Islands of Langerhans
Sarah Worthington, media arts and science
Synopsis: Worthington created a video game in which you are a Viking with Type 1 diabetes, and you must help others who suffer from it. Users learn more about the disease through adventure.
Quotable: "The entire game is going to present itself in a way that even if you don't know what Type 1 diabetes is or you don't care about it, you can still enjoy the game."
Jon Renninger, left, Joshua Kottka and Ryan Conrad, not pictured, media arts and science
Synopsis: Go to an escape room without leaving your home with this virtual reality game designed for BlueWall VR. The game is set in a high school where users must solve problems with intellect and cunning to get outside. Being stuck in your old high school would be a nightmare for many, but these young game developers make it fun.
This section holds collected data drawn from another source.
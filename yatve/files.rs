use std::path::PathBuf;

use tracing::debug;
use yatve_engine::FileError;

pub async fn pick_open() -> Option<PathBuf> {
    rfd::AsyncFileDialog::new()
        .set_title("Open File")
        .pick_file()
        .await
        .map(|handle| handle.path().to_path_buf())
}

pub async fn pick_save() -> Option<PathBuf> {
    rfd::AsyncFileDialog::new()
        .set_title("Save File")
        .save_file()
        .await
        .map(|handle| handle.path().to_path_buf())
}

pub async fn read(path: PathBuf) -> Result<(PathBuf, String), FileError> {
    debug!(path = %path.display(), "reading");

    match tokio::fs::read_to_string(&path).await {
        Ok(text) => Ok((path, text)),
        Err(error) => Err(FileError::read(path, &error)),
    }
}

pub async fn write(path: PathBuf, contents: String) -> Result<PathBuf, FileError> {
    debug!(path = %path.display(), bytes = contents.len(), "writing");

    match tokio::fs::write(&path, contents).await {
        Ok(()) => Ok(path),
        Err(error) => Err(FileError::write(path, &error)),
    }
}
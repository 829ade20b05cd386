use clap::{Arg, ArgAction, Command};
use std::env;
use std::io;
use std::process::ExitCode;

use cmm::error::CmmError;
use cmm::{logging, repl, runner, Options};

fn main() -> ExitCode {
    let matches = Command::new("cmm")
        .about("Interpreter for the cmm scripting language")
        .version(env!("CARGO_PKG_VERSION"))
        .arg(
            Arg::new("file")
                .help("The script file to execute")
                .value_name("FILE")
                .index(1),
        )
        .arg(
            Arg::new("interactive")
                .short('i')
                .long("interactive")
                .help("Start in interactive REPL mode")
                .action(ArgAction::SetTrue),
        )
        .arg(
            Arg::new("ast")
                .long("ast")
                .help("Print the parsed program instead of evaluating it")
                .action(ArgAction::SetTrue),
        )
        .arg(
            Arg::new("no-banner")
                .long("no-banner")
                .help("Do not print the REPL greeting")
                .action(ArgAction::SetTrue),
        )
        .arg(
            Arg::new("no-color")
                .long("no-color")
                .help("Disable coloured diagnostics")
                .action(ArgAction::SetTrue),
        )
        .arg(
            Arg::new("log-level")
                .long("log-level")
                .value_name("FILTER")
                .help("Tracing filter directives, e.g. `cmm=debug` (overrides RUST_LOG)"),
        )
        .get_matches();

    logging::init(matches.get_one::<String>("log-level").map(String::as_str));

    let options = Options {
        print_ast: matches.get_flag("ast"),
        color: !matches.get_flag("no-color"),
    };

    match matches.get_one::<String>("file") {
        Some(path) if !matches.get_flag("interactive") => run_file(path, options),
        _ => {
            if !matches.get_flag("no-banner") {
                println!("{}", repl::banner(&current_user()));
            }
            let stdin = io::stdin();
            match repl::start(stdin.lock(), io::stdout(), options) {
                Ok(()) => ExitCode::SUCCESS,
                Err(error) => {
                    eprintln!("Error reading input: {}", error);
                    ExitCode::FAILURE
                }
            }
        }
    }
}

fn run_file(path: &str, options: Options) -> ExitCode {
    match runner::run_file(path, options) {
        Ok(_) => ExitCode::SUCCESS,
        Err(error @ CmmError::Runtime { .. }) => {
            eprintln!("ERROR: {}", error);
            ExitCode::FAILURE
        }
        Err(error) => {
            eprintln!("Error: {}", error);
            ExitCode::FAILURE
        }
    }
}

fn current_user() -> String {
    env::var("USER")
        .or_else(|_| env::var("USERNAME"))
        .unwrap_or_else(|_| "there".to_string())
}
Quotable: "I learned the basics of game design, but I'm really into virtual reality," Kottka explained. "When BlueWall approached us wanting a VR game, I jumped on it. I was so excited to be on the game. This is huge for me."
LiFT Me: A Motivational Application
Amanda Echegaray, informatics
Synopsis: Designed for underrepresented minorities in STEM fields, the app focuses on "triggers" that affect these students -- "health and spirituality," "professors and staff," "academic performance," and several others. The app helps students formulate plans on how to get through through the rigorous course load and research required in their programs.
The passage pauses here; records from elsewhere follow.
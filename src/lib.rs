// cmm Language Interpreter Library
//
// Front end and tree-walking evaluator for a small dynamically-typed
// scripting language: integers, booleans, `let`, `return`, `if/else`,
// first-class functions with closures.

// Public modules
pub mod ast;
pub mod environment;
pub mod error;
pub mod evaluator;
pub mod lexer;
pub mod logging;
pub mod object;
pub mod parser;
pub mod repl;
pub mod runner;
pub mod token;

// Re-export commonly used items
pub use ast::{Expression, Node, Program, Statement};
pub use environment::{Env, Environment};
pub use error::{CmmError, ParseError};
pub use evaluator::{eval, Evaluator};
pub use lexer::Lexer;
pub use object::{Object, FALSE, NULL, TRUE};
pub use parser::Parser;
pub use token::{Span, Token, TokenKind};

// Re-export main functions
pub use repl::start as start_repl;
pub use runner::{run, Options};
Quotable: "We found out that only 12.5 percent of underrepresented students in STEM complete their degree. We want that number to change drastically. This is a support system for the students."
Design on Tap website
Taylor Hincks, Sarah Ake and Makenzie Heard, from left, and Ghaida Khunain, not pictured, human-computer interaction
Synopsis: This team of web developers worked with Design on Tap to improve the website design and marketing firm's "mission control" portal for potential clients. The IUPUI students' prototype received positive feedback, and they gained experience working not only with Design on Tap but with some of the company's clients as well.
Quotable: "They wanted to incorporate buyers' insights in their service design," Hincks said. "The portal is there to deal with communication issues between Design on Tap and their clients. They were happy with the user experience improvements we made to the portal."
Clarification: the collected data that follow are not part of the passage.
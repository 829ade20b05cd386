use ariadne::{Color, Config, Label, Report, ReportKind, Source};
use std::io::{self, Write};
use std::ops::Range;

use crate::token::Span;

/// A syntax diagnostic collected by the parser. Parsing keeps going after
/// one of these is recorded; `Display` renders only the message.
#[derive(Debug, Clone, PartialEq, Eq, thiserror::Error)]
#[error("{message}")]
pub struct ParseError {
    pub message: String,
    pub span: Span,
}

impl ParseError {
    pub fn new(span: Span, message: String) -> Self {
        Self { message, span }
    }

    /// Writes an ariadne report pointing at the offending token.
    pub fn write_report<W: Write>(
        &self,
        source: &str,
        filename: Option<&str>,
        color: bool,
        out: W,
    ) -> io::Result<()> {
        let filename = filename.unwrap_or("<repl>");
        let range = self.label_range(source);

        Report::build(ReportKind::Error, filename, range.start)
            .with_config(Config::default().with_color(color))
            .with_message(format!("Parse Error: {}", self.message))
            .with_label(
                Label::new((filename, range))
                    .with_message(&self.message)
                    .with_color(Color::Yellow),
            )
            .finish()
            .write((filename, Source::from(source)), out)
    }

    /// The span as a char range for ariadne, which indexes its `Source` by
    /// char. Widened to one char so EOF diagnostics still get a label.
    pub fn label_range(&self, source: &str) -> Range<usize> {
        let char_len = source.chars().count();
        if char_len == 0 {
            return 0..0;
        }
        let start = char_offset(source, self.span.start).min(char_len - 1);
        let end = char_offset(source, self.span.end).clamp(start + 1, char_len);
        start..end
    }

    pub fn report(&self, source: &str, filename: Option<&str>, color: bool) {
        if let Err(error) = self.write_report(source, filename, color, io::stderr()) {
            tracing::warn!(%error, "failed to write diagnostic");
        }
    }
}

fn char_offset(source: &str, byte: usize) -> usize {
    source
        .char_indices()
        .take_while(|&(index, _)| index < byte)
        .count()
}

/// Host-level failures of the runner and CLI. Language-level runtime errors
/// are ordinary values; they only become a `CmmError` at the process edge.
#[derive(Debug, thiserror::Error)]
pub enum CmmError {
    #[error("could not read '{path}': {source}")]
    Io {
        path: String,
        #[source]
        source: io::Error,
    },
    #[error("{count} syntax error(s) found")]
    Parse { count: usize },
    #[error("{message}")]
    Runtime { message: String },
    #[error("failed to write output: {0}")]
    Output(#[from] io::Error),
}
Food Prep mobile application
Jiva Capulong, media arts and science
Synopsis: One of the factors of college student food insecurity is the lack of food preparation skills. Capulong's app compiles recipes and builds cooking skills with a community-driven approach: people helping people by uploading recipes and cooking videos. Users can filter by what they are hungry for and how much time they have to cook. The app also looks at ingredient availability and cost, and it can save notes on customizing preexisting recipes.
Quotable: "One in every nine college students experiences food insecurity, where they struggle to eat meals that meet their nutritional needs. I was inspired by YouTube and Amazon, which make suggestions tailored to your preferences. This app will do the same, but on a cooking/recipe platform."